At least 70 people have reportedly been killed after police fired live rounds at anti-government protesters near Independence Square in Ukraine’s capital Kiev.
The claim was made by doctors working with the activists, and cited by news agencies. Hundreds more demonstrators have been injured.
Meanwhile, protesters have taken 67 police officers hostage, according to the interior ministry.
Protesters have reclaimed and expanded territory in the center of Kiev that they had lost two days earlier when police launched an unsuccessful assault on Independence Square.
Sky News‘s David Bowden said protesters pushed their way up a street towards the government district after the truce between both sides crumbled, and police “scurried away” to the top of the street in panic, before launching a counter attack.
He said: “Police are hitting back and are shooting – probably not at random – but they are shooting with live rounds at the protesters. The police seem to have been caught off guard and they’re reacting very aggressively and basically just shooting people.”

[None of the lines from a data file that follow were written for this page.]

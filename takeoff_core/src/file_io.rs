//! # File I/O
//!
//! Project and company settings files, with the safety a shared network
//! drive needs:
//!
//! - **Atomic saves**: write to `.tmp`, fsync, rename over the target
//! - **File locking**: an OS lock plus a `.lock` file naming the holder
//! - **Version validation**: refuse files written by an incompatible schema
//!
//! ## File Format
//!
//! Projects are `.tko` files containing pretty-printed JSON. The lock for
//! `bid.tko` is `bid.tko.lock`, itself JSON [`LockInfo`].
//!
//! ## Example
//!
//! ```rust,no_run
//! use takeoff_core::file_io::{load_project, save_project, FileLock};
//! use takeoff_core::project::Project;
//! use std::path::Path;
//!
//! let path = Path::new("bid-25-118.tko");
//! let lock = FileLock::acquire(path, "dana@northside.example")?;
//! save_project(&Project::new("Dana", "25-118", "Riverside Clinic"), path)?;
//! drop(lock);
//!
//! let project = load_project(path)?;
//! # Ok::<(), takeoff_core::errors::EstimateError>(())
//! ```

use std::fs::{self, File, OpenOptions};
use std::io::Write;
use std::path::{Path, PathBuf};

use chrono::{DateTime, Duration, Utc};
use fs2::FileExt;
use serde::de::DeserializeOwned;
use serde::{Deserialize, Serialize};

use crate::errors::{EstimateError, EstimateResult};
use crate::project::{CompanySettings, Project, SCHEMA_VERSION};

/// Project file extension
pub const PROJECT_EXTENSION: &str = "tko";

/// Locks older than this are taken over regardless of holder
const STALE_LOCK_AGE_HOURS: i64 = 24;

/// Contents of a `.lock` file
#[derive(Debug, Clone, PartialEq, Serialize, Deserialize)]
pub struct LockInfo {
    /// Who holds the lock (email or username)
    pub user_id: String,
    pub machine: String,
    pub pid: u32,
    pub locked_at: DateTime<Utc>,
}

impl LockInfo {
    /// Lock info for this process
    pub fn new(user_id: impl Into<String>) -> Self {
        LockInfo {
            user_id: user_id.into(),
            machine: hostname().unwrap_or_else(|| "unknown".to_string()),
            pid: std::process::id(),
            locked_at: Utc::now(),
        }
    }

    /// Held by a process that's gone, or held too long to trust.
    pub fn is_stale(&self) -> bool {
        if Utc::now() - self.locked_at > Duration::hours(STALE_LOCK_AGE_HOURS) {
            return true;
        }
        hostname().is_some_and(|ours| ours == self.machine) && !process_alive(self.pid)
    }
}

fn hostname() -> Option<String> {
    #[cfg(windows)]
    {
        std::env::var("COMPUTERNAME").ok()
    }
    #[cfg(not(windows))]
    {
        std::env::var("HOSTNAME").ok().or_else(|| std::env::var("HOST").ok())
    }
}

fn process_alive(pid: u32) -> bool {
    #[cfg(unix)]
    {
        Path::new(&format!("/proc/{}", pid)).exists()
    }
    #[cfg(windows)]
    {
        use std::process::Command;
        Command::new("tasklist")
            .args(["/FI", &format!("PID eq {}", pid), "/NH"])
            .output()
            .map(|out| String::from_utf8_lossy(&out.stdout).contains(&pid.to_string()))
            .unwrap_or(true)
    }
    #[cfg(not(any(unix, windows)))]
    {
        let _ = pid;
        true
    }
}

/// Exclusive lock on a project file, released on drop.
///
/// Holds the OS-level lock (via fs2) on the `.lock` file for the guard's
/// lifetime; the file's JSON tells other users who has the project open.
pub struct FileLock {
    project_path: PathBuf,
    lock_path: PathBuf,
    /// Keeps the OS lock alive
    _handle: File,
    pub info: LockInfo,
}

impl FileLock {
    /// Acquire the lock for `path`, taking over a stale one.
    ///
    /// Fails with [`EstimateError::FileLocked`] when someone else holds it.
    pub fn acquire(path: &Path, user_id: impl Into<String>) -> EstimateResult<Self> {
        let lock_path = lock_path_for(path);

        if let Some(holder) = Self::check(path) {
            return Err(EstimateError::file_locked(
                path.display().to_string(),
                format!("{} ({})", holder.user_id, holder.machine),
                holder.locked_at.to_rfc3339(),
            ));
        }

        let lock_display = lock_path.display().to_string();
        let mut handle = OpenOptions::new()
            .read(true)
            .write(true)
            .create(true)
            .truncate(true)
            .open(&lock_path)
            .map_err(|e| EstimateError::file_error("create lock", &lock_display, e.to_string()))?;

        handle
            .try_lock_exclusive()
            .map_err(|_| EstimateError::file_locked(path.display().to_string(), "another process", "unknown"))?;

        let info = LockInfo::new(user_id);
        let json = serde_json::to_string_pretty(&info).map_err(EstimateError::serialization)?;
        handle
            .write_all(json.as_bytes())
            .and_then(|_| handle.sync_all())
            .map_err(|e| EstimateError::file_error("write lock", &lock_display, e.to_string()))?;

        tracing::debug!(path = %path.display(), user = %info.user_id, "project lock acquired");
        Ok(FileLock {
            project_path: path.to_path_buf(),
            lock_path,
            _handle: handle,
            info,
        })
    }

    /// Current live holder of the lock on `path`, if any.
    pub fn check(path: &Path) -> Option<LockInfo> {
        read_json::<LockInfo>(&lock_path_for(path))
            .ok()
            .filter(|info| !info.is_stale())
    }

    pub fn project_path(&self) -> &Path {
        &self.project_path
    }
}

impl Drop for FileLock {
    fn drop(&mut self) {
        let _ = fs::remove_file(&self.lock_path);
    }
}

/// `bid.tko` → `bid.tko.lock`
fn lock_path_for(project_path: &Path) -> PathBuf {
    let mut lock_path = project_path.to_path_buf();
    let extension = lock_path
        .extension()
        .map(|e| format!("{}.lock", e.to_string_lossy()))
        .unwrap_or_else(|| "lock".to_string());
    lock_path.set_extension(extension);
    lock_path
}

/// Serialize `value` as pretty JSON and atomically replace `path` with it.
pub fn write_json_atomic<T: Serialize>(value: &T, path: &Path) -> EstimateResult<()> {
    let json = serde_json::to_string_pretty(value).map_err(EstimateError::serialization)?;

    let tmp_path = path.with_extension(match path.extension() {
        Some(ext) => format!("{}.tmp", ext.to_string_lossy()),
        None => "tmp".to_string(),
    });
    let tmp_display = tmp_path.display().to_string();

    let mut tmp = File::create(&tmp_path)
        .map_err(|e| EstimateError::file_error("create temp file", &tmp_display, e.to_string()))?;
    tmp.write_all(json.as_bytes())
        .and_then(|_| tmp.sync_all())
        .map_err(|e| EstimateError::file_error("write temp file", &tmp_display, e.to_string()))?;
    drop(tmp);

    fs::rename(&tmp_path, path).map_err(|e| {
        let _ = fs::remove_file(&tmp_path);
        EstimateError::file_error("rename to final", path.display().to_string(), e.to_string())
    })
}

fn read_json<T: DeserializeOwned>(path: &Path) -> EstimateResult<T> {
    let contents = fs::read_to_string(path)
        .map_err(|e| EstimateError::file_error("read", path.display().to_string(), e.to_string()))?;
    serde_json::from_str(&contents)
        .map_err(|e| EstimateError::serialization(format!("Invalid JSON in {}: {}", path.display(), e)))
}

/// Save a project atomically.
pub fn save_project(project: &Project, path: &Path) -> EstimateResult<()> {
    write_json_atomic(project, path)?;
    tracing::info!(path = %path.display(), lines = project.lines.len(), "project saved");
    Ok(())
}

/// Load a project, rejecting incompatible schema versions.
///
/// Derived fields come back exactly as stored; callers reprice before use.
pub fn load_project(path: &Path) -> EstimateResult<Project> {
    let project: Project = read_json(path)?;
    validate_version(&project.meta.version)?;
    Ok(project)
}

/// Load a project along with the live lock holder, if any (open read-only
/// when `Some`).
pub fn load_project_with_lock_check(path: &Path) -> EstimateResult<(Project, Option<LockInfo>)> {
    let project = load_project(path)?;
    Ok((project, FileLock::check(path)))
}

pub fn save_company_settings(settings: &CompanySettings, path: &Path) -> EstimateResult<()> {
    write_json_atomic(settings, path)
}

/// Load company settings; a missing file means defaults.
pub fn load_company_settings(path: &Path) -> EstimateResult<CompanySettings> {
    if !path.exists() {
        tracing::debug!(path = %path.display(), "no company settings file; using defaults");
        return Ok(CompanySettings::default());
    }
    read_json(path)
}

/// Same major version required; under 0.x the file's minor may not be newer.
fn validate_version(file_version: &str) -> EstimateResult<()> {
    let parse = |v: &str| -> Vec<u32> { v.split('.').filter_map(|p| p.parse().ok()).collect() };
    let file = parse(file_version);
    let current = parse(SCHEMA_VERSION);
    let mismatch = || EstimateError::VersionMismatch {
        file_version: file_version.to_string(),
        expected_version: SCHEMA_VERSION.to_string(),
    };

    match (file.as_slice(), current.as_slice()) {
        ([], _) | (_, []) => Err(mismatch()),
        ([f_major, ..], [c_major, ..]) if f_major != c_major => Err(mismatch()),
        ([0, f_minor, ..], [0, c_minor, ..]) if f_minor > c_minor => Err(mismatch()),
        _ => Ok(()),
    }
}

#[cfg(test)]
mod tests {
    use super::*;
    use crate::line::LineItem;
    use std::env::temp_dir;

    fn temp_path(name: &str) -> PathBuf {
        temp_dir().join(format!("takeoff_io_test_{}_{}.tko", name, std::process::id()))
    }

    #[test]
    fn test_lock_path_generation() {
        let lock_path = lock_path_for(Path::new("/jobs/25-118/bid.tko"));
        assert_eq!(lock_path, Path::new("/jobs/25-118/bid.tko.lock"));
    }

    #[test]
    fn test_save_and_load_roundtrip() {
        let path = temp_path("roundtrip");
        let mut project = Project::new("Dana", "25-118", "Riverside Clinic");
        project.lines.push(LineItem::new_plate(1));
        save_project(&project, &path).unwrap();

        let loaded = load_project(&path).unwrap();
        assert_eq!(loaded.meta.job_id, "25-118");
        assert_eq!(loaded.lines, project.lines);
        assert!(!path.with_extension("tko.tmp").exists());

        let _ = fs::remove_file(&path);
    }

    #[test]
    fn test_lock_acquire_conflict_and_release() {
        let path = temp_path("lock");
        File::create(&path).unwrap();

        let lock = FileLock::acquire(&path, "dana@northside.example").unwrap();
        assert!(lock_path_for(&path).exists());

        let second = FileLock::acquire(&path, "sam@northside.example");
        assert!(matches!(second, Err(EstimateError::FileLocked { .. })));

        drop(lock);
        assert!(!lock_path_for(&path).exists());
        assert!(FileLock::check(&path).is_none());

        let _ = fs::remove_file(&path);
    }

    #[test]
    fn test_load_reports_live_lock_holder() {
        let path = temp_path("lock_check");
        save_project(&Project::new("Dana", "25-118", "Riverside Clinic"), &path).unwrap();

        let lock = FileLock::acquire(&path, "sam@northside.example").unwrap();
        let (project, holder) = load_project_with_lock_check(&path).unwrap();
        assert_eq!(project.meta.job_id, "25-118");
        assert_eq!(holder.map(|info| info.user_id), Some("sam@northside.example".to_string()));

        drop(lock);
        let (_, holder) = load_project_with_lock_check(&path).unwrap();
        assert!(holder.is_none());

        let _ = fs::remove_file(&path);
    }

    #[test]
    fn test_stale_lock_is_taken_over() {
        let path = temp_path("stale");
        let mut info = LockInfo::new("gone@northside.example");
        info.locked_at = Utc::now() - Duration::hours(STALE_LOCK_AGE_HOURS + 1);
        write_json_atomic(&info, &lock_path_for(&path)).unwrap();

        assert!(FileLock::check(&path).is_none());
        let lock = FileLock::acquire(&path, "dana@northside.example").unwrap();
        assert_eq!(lock.info.user_id, "dana@northside.example");
        drop(lock);
    }

    #[test]
    fn test_version_validation() {
        assert!(validate_version(SCHEMA_VERSION).is_ok());
        assert!(validate_version("0.1.7").is_ok());
        assert!(validate_version("0.0.9").is_ok());
        assert!(validate_version("1.0.0").is_err());
        assert!(validate_version("0.2.0").is_err());
        assert!(validate_version("garbage").is_err());
    }

    #[test]
    fn test_company_settings_missing_file_is_default() {
        let path = temp_dir().join("takeoff_io_test_no_such_company.json");
        let _ = fs::remove_file(&path);
        assert_eq!(load_company_settings(&path).unwrap(), CompanySettings::default());

        let mut settings = CompanySettings::default();
        settings.rates.labor_rates.insert("Shop Fab".to_string(), 72.0);
        save_company_settings(&settings, &path).unwrap();
        assert_eq!(load_company_settings(&path).unwrap(), settings);
        let _ = fs::remove_file(&path);
    }
}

“There was, for a brief point, a sniper with a sniper rifle on a tripod and a spotter picking off protesters for a while.”
Bowden observed activists building a barrier about 12-15 ft high and “moving piles of tires to create a big smokescreen because they fear the police will try and pick them off one by one with snipers on rooftops further up the road”.

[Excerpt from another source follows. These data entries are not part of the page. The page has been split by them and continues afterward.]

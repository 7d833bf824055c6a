//! # Shape Catalog
//!
//! Maps a structural size designation to weight and surface area per foot.
//!
//! Lookups never fail: an unknown designation yields zeros and a logged
//! warning, and the caller decides how to surface it. A line with a typo in
//! its size simply prices at zero weight until corrected.
//!
//! ## Example
//!
//! ```rust
//! use takeoff_core::catalog::{builtin, lookup};
//!
//! let hit = lookup(builtin(), "W12X26");
//! assert!(hit.found);
//! assert_eq!(hit.weight_per_ft, 26.0);
//!
//! let miss = lookup(builtin(), "W99X1");
//! assert!(!miss.found);
//! assert_eq!(miss.weight_per_ft, 0.0);
//! assert_eq!(miss.surface_area_per_ft, 0.0);
//! ```

pub mod shapes;

pub use shapes::{builtin_common_shapes, normalize_designation, SectionDims, ShapeCatalog, ShapeEntry, ShapeFamily};

use std::sync::Arc;

use once_cell::sync::Lazy;
use serde::{Deserialize, Serialize};

static BUILTIN_CATALOG: Lazy<Arc<ShapeCatalog>> = Lazy::new(|| Arc::new(builtin_common_shapes()));

/// The built-in catalog of common shapes, built once on first use.
pub fn builtin() -> &'static ShapeCatalog {
    &BUILTIN_CATALOG
}

/// Shared handle to the built-in catalog
pub fn builtin_shared() -> Arc<ShapeCatalog> {
    Arc::clone(&BUILTIN_CATALOG)
}

/// Result of a catalog lookup
#[derive(Debug, Clone, Copy, PartialEq, Default, Serialize, Deserialize)]
pub struct CatalogLookup {
    /// lb/ft, zero when not found
    pub weight_per_ft: f64,
    /// ft²/ft, zero when not found
    pub surface_area_per_ft: f64,
    /// Whether the designation was in the catalog
    pub found: bool,
}

/// Look up a designation, returning zeros (and logging a warning) when unknown.
///
/// An empty designation is "no size selected" rather than an unknown one and
/// is not warned about.
pub fn lookup(catalog: &ShapeCatalog, designation: &str) -> CatalogLookup {
    if designation.trim().is_empty() {
        return CatalogLookup::default();
    }
    match catalog.get(designation) {
        Some(entry) => CatalogLookup {
            weight_per_ft: entry.weight_per_ft,
            surface_area_per_ft: entry.surface_area_per_ft,
            found: true,
        },
        None => {
            tracing::warn!(designation, "unknown size designation; weight and area set to zero");
            CatalogLookup::default()
        }
    }
}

The fresh violence comes after President Viktor Yanukovych announced a truce with the opposition, following violent clashes that killed at least 26 people on Wednesday.
A growing number of once loyal members of the ruling Party of Regions, including the mayor of Kiev, announced they were quitting the party to protest the bloodshed.

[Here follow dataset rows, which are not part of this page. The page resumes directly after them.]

impl<S: LineStore> Estimate<S> {
    /// Load every line from the store and price it.
    pub fn open(store: S, pricer: Pricer) -> EstimateResult<Self> {
        let snapshot = CollectionSnapshot::new(store.list()?).repriced(&pricer);
        let history = HistoryManager::new(snapshot, pricer.engine().history_capacity);
        let subscription = store.subscribe();
        tracing::info!(lines = history.current().len(), "estimate opened");
        Ok(Estimate {
            store,
            pricer,
            history,
            session: None,
            subscription,
        })
    }

    pub fn store(&self) -> &S {
        &self.store
    }

    pub fn pricer(&self) -> &Pricer {
        &self.pricer
    }

    /// Committed collection (without any unsaved edit)
    pub fn snapshot(&self) -> &CollectionSnapshot {
        self.history.current()
    }

    /// Collection as displayed: committed lines with the open edit overlaid
    pub fn view(&self) -> CollectionSnapshot {
        let mut view = self.snapshot().clone();
        if let Some(session) = &self.session {
            view.upsert(session.pending().clone());
        }
        view
    }

    /// A line as displayed
    pub fn line(&self, id: Uuid) -> Option<&LineItem> {
        match &self.session {
            Some(session) if session.line_id() == id => Some(session.pending()),
            _ => self.snapshot().get(id),
        }
    }

    pub fn summary(&self) -> EstimateSummary {
        self.view().summary()
    }

    pub fn edit_state(&self) -> Option<EditState> {
        self.session.as_ref().map(EditSession::state)
    }

    pub fn session(&self) -> Option<&EditSession> {
        self.session.as_ref()
    }

    pub fn can_undo(&self) -> bool {
        self.history.can_undo()
    }

    pub fn can_redo(&self) -> bool {
        self.history.can_redo()
    }

    // ------------------------------------------------------------------
    // Collection operations
    // ------------------------------------------------------------------

    /// Add a new structural line; returns its id.
    pub fn new_line(&mut self) -> EstimateResult<Uuid> {
        self.add_line(LineItem::new(0))
    }

    /// Add a new plate line; returns its id.
    pub fn new_plate_line(&mut self) -> EstimateResult<Uuid> {
        self.add_line(LineItem::new_plate(0))
    }

    /// Store a line at the end of the sequence; returns its id.
    pub fn add_line(&mut self, mut line: LineItem) -> EstimateResult<Uuid> {
        line.sequence = self.view().next_sequence();
        let stored = self.store.create(&compute_derived_fields(&line, &self.pricer))?;
        let id = stored.id;
        self.commit(|snapshot, pricer| snapshot.upsert(compute_derived_fields(&stored, pricer)));
        tracing::info!(line = %id, sequence = line.sequence, "line added");
        Ok(id)
    }

    /// Copy a line (as displayed) to a new line at the end.
    pub fn duplicate_line(&mut self, id: Uuid) -> EstimateResult<Uuid> {
        let source = self.line(id).ok_or_else(|| EstimateError::line_not_found(id))?;
        let copy = source.duplicate(0);
        self.add_line(copy)
    }

    /// Hard-delete a line. Small parts that referenced it keep their
    /// (now dangling) parent reference.
    pub fn delete_line(&mut self, id: Uuid) -> EstimateResult<()> {
        if self.line(id).is_none() {
            return Err(EstimateError::line_not_found(id));
        }
        self.store.delete(id)?;
        if self.session.as_ref().is_some_and(|s| s.line_id() == id) {
            self.session = None;
        }
        self.commit(|snapshot, _| {
            snapshot.remove(id);
        });
        tracing::info!(line = %id, "line deleted");
        Ok(())
    }

    pub fn void_line(&mut self, id: Uuid) -> EstimateResult<SaveReport> {
        self.set_status(id, LineStatus::Void)
    }

    pub fn restore_line(&mut self, id: Uuid) -> EstimateResult<SaveReport> {
        self.set_status(id, LineStatus::Active)
    }

    fn set_status(&mut self, id: Uuid, status: LineStatus) -> EstimateResult<SaveReport> {
        let raw = match status {
            LineStatus::Active => "Active",
            LineStatus::Void => "Void",
        };
        self.edit_and_save(id, LineField::Status, raw)
    }

    /// One field change saved immediately, through the same merge-aware path
    /// as interactive edits.
    pub fn edit_and_save(&mut self, id: Uuid, field: LineField, raw: &str) -> EstimateResult<SaveReport> {
        self.begin_edit(id)?;
        self.edit(field, raw, Instant::now())?;
        match self.end_edit()? {
            Some(report) => Ok(report),
            None => Err(EstimateError::Internal {
                message: "edit produced nothing to save".to_string(),
            }),
        }
    }

    /// Store a batch of new lines (e.g. from a CSV import) as one undo step.
    ///
    /// Lines already written stay even if a later one fails.
    pub fn import_lines(&mut self, lines: Vec<LineItem>) -> EstimateResult<usize> {
        let mut next = self.view().next_sequence();
        let mut stored = Vec::with_capacity(lines.len());
        let mut failure = None;

        for mut line in lines {
            line.sequence = next;
            match self.store.create(&compute_derived_fields(&line, &self.pricer)) {
                Ok(line) => {
                    stored.push(line);
                    next += 1;
                }
                Err(e) => {
                    failure = Some(e);
                    break;
                }
            }
        }

        let count = stored.len();
        if count > 0 {
            self.commit(|snapshot, pricer| {
                for line in &stored {
                    snapshot.upsert(compute_derived_fields(line, pricer));
                }
            });
        }
        tracing::info!(lines = count, "lines imported");
        match failure {
            Some(e) => Err(e),
            None => Ok(count),
        }
    }

    // ------------------------------------------------------------------
    // Editing
    // ------------------------------------------------------------------

    /// Open a line for editing. Any other open edit is saved first; if that
    /// save fails it stays open and the error is returned.
    pub fn begin_edit(&mut self, id: Uuid) -> EstimateResult<()> {
        if self.session.as_ref().is_some_and(|s| s.line_id() == id) {
            return Ok(());
        }
        self.end_edit()?;
        let line = self
            .snapshot()
            .get(id)
            .cloned()
            .ok_or_else(|| EstimateError::line_not_found(id))?;
        self.session = Some(EditSession::begin(line, &self.pricer));
        Ok(())
    }

    /// Stage an edit to the open line.
    pub fn edit(&mut self, field: LineField, raw: &str, now: Instant) -> EstimateResult<()> {
        let session = self
            .session
            .as_mut()
            .ok_or_else(|| EstimateError::invalid_input("line", "", "No line is open for editing"))?;
        session.edit(field, raw, &self.pricer, now)
    }

    /// Save the open edit if its debounce deadline has passed.
    pub fn poll(&mut self, now: Instant) -> Option<EstimateResult<SaveReport>> {
        let result = self.session.as_mut()?.poll(now, &self.store, &self.pricer)?;
        Some(self.after_save(result))
    }

    /// Save the open edit now (explicit save or blur).
    pub fn save_now(&mut self) -> Option<EstimateResult<SaveReport>> {
        let result = self.session.as_mut()?.save_now(&self.store, &self.pricer)?;
        Some(self.after_save(result))
    }

    /// Save and close the open edit. On a failed save the edit stays open.
    pub fn end_edit(&mut self) -> EstimateResult<Option<SaveReport>> {
        let report = self.save_now().transpose()?;
        self.session = None;
        Ok(report)
    }

    /// Close the open edit, discarding unsaved changes. Returns true if there
    /// were any.
    pub fn cancel_edit(&mut self) -> bool {
        self.session
            .take()
            .is_some_and(|s| s.state().has_unsaved_changes())
    }

    fn after_save(&mut self, result: EstimateResult<SaveReport>) -> EstimateResult<SaveReport> {
        let report = result?;
        let saved = report.line.clone();
        self.commit(|snapshot, _| snapshot.upsert(saved));
        Ok(report)
    }

    // ------------------------------------------------------------------
    // Remote updates, history, settings
    // ------------------------------------------------------------------

    /// Apply every snapshot the store has pushed since the last call.
    /// Returns how many arrived.
    pub fn sync_remote(&mut self) -> usize {
        let Some(rx) = &self.subscription else {
            return 0;
        };
        let received: Vec<CollectionSnapshot> = rx.try_iter().collect();
        let count = received.len();
        if let Some(latest) = received.into_iter().last() {
            self.apply_remote(latest);
        }
        count
    }

    /// Replace the current state with an externally sourced snapshot.
    pub fn apply_remote(&mut self, snapshot: CollectionSnapshot) {
        let repriced = snapshot.repriced(&self.pricer);
        let deleted = match &mut self.session {
            Some(session) => match repriced.get(session.line_id()) {
                Some(remote) => {
                    session.apply_remote(remote.clone(), &self.pricer);
                    false
                }
                None => true,
            },
            None => false,
        };
        if deleted {
            if let Some(session) = self.session.take() {
                tracing::warn!(line = %session.line_id(), "line being edited was deleted elsewhere; edit discarded");
            }
        }
        self.history.replace(repriced);
    }

    pub fn undo(&mut self) -> bool {
        self.close_for_history();
        let moved = self.history.undo().is_some();
        if moved {
            self.reprice_current();
        }
        moved
    }

    pub fn redo(&mut self) -> bool {
        self.close_for_history();
        let moved = self.history.redo().is_some();
        if moved {
            self.reprice_current();
        }
        moved
    }

    fn close_for_history(&mut self) {
        if self.cancel_edit() {
            tracing::warn!("unsaved edit discarded by undo/redo");
        }
    }

    /// Write the current state to the store as one explicit save: lines the
    /// store lacks are created, differing lines overwritten, extra lines
    /// deleted. Any open edit is saved first.
    pub fn persist_current(&mut self) -> EstimateResult<PersistReport> {
        self.end_edit()?;

        let mut stored: HashMap<Uuid, LineItem> = self.store.list()?.into_iter().map(|l| (l.id, l)).collect();
        let mut report = PersistReport::default();
        let mut persisted = Vec::with_capacity(self.snapshot().len());

        for line in self.snapshot().lines() {
            match stored.remove(&line.id) {
                None => {
                    persisted.push(self.store.create(line)?);
                    report.created.push(line.id);
                }
                Some(existing) if !same_content(&existing, line) => {
                    // Overwrite whatever is stored, not the revision this copy was taken at
                    let mut line = line.clone();
                    line.revision = existing.revision;
                    persisted.push(self.store.update(&line)?);
                    report.updated.push(line.id);
                }
                Some(existing) => persisted.push(existing),
            }
        }
        for id in stored.into_keys() {
            self.store.delete(id)?;
            report.deleted.push(id);
        }

        self.history.replace(CollectionSnapshot::new(persisted).repriced(&self.pricer));
        tracing::info!(
            created = report.created.len(),
            updated = report.updated.len(),
            deleted = report.deleted.len(),
            "current state persisted"
        );
        Ok(report)
    }

    /// Switch to a new pricer and reprice everything shown.
    pub fn set_pricer(&mut self, pricer: Pricer) {
        self.pricer = pricer;
        self.reprice_current();
        if let Some(session) = &mut self.session {
            session.reprice(&self.pricer);
        }
    }

    /// Re-read settings from the provider, keeping the current catalog.
    pub fn update_settings(&mut self, provider: &dyn SettingsProvider) {
        let catalog = self.pricer.catalog_handle();
        self.set_pricer(Pricer::from_provider(provider).with_catalog(catalog));
    }

    fn reprice_current(&mut self) {
        let repriced = self.history.current().repriced(&self.pricer);
        self.history.replace(repriced);
    }

    /// Apply a change to a copy of the current snapshot and push it.
    fn commit(&mut self, change: impl FnOnce(&mut CollectionSnapshot, &Pricer)) {
        let mut next = self.history.current().clone();
        change(&mut next, &self.pricer);
        self.history.push(next);
    }
}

Some Ukrainian athletes have left the Sochi Winter Olympics, an IOC spokesman said.
EU foreign ministers are now meeting to discuss the violence.
Russia has warned Ukraine’s president not to let opponents walk over him “like a doormat”, and has said that threats of sanctions from the West are “inappropriate.”
British Foreign Secretary William Hague called the Ukraine government’s actions “utterly indefensible.”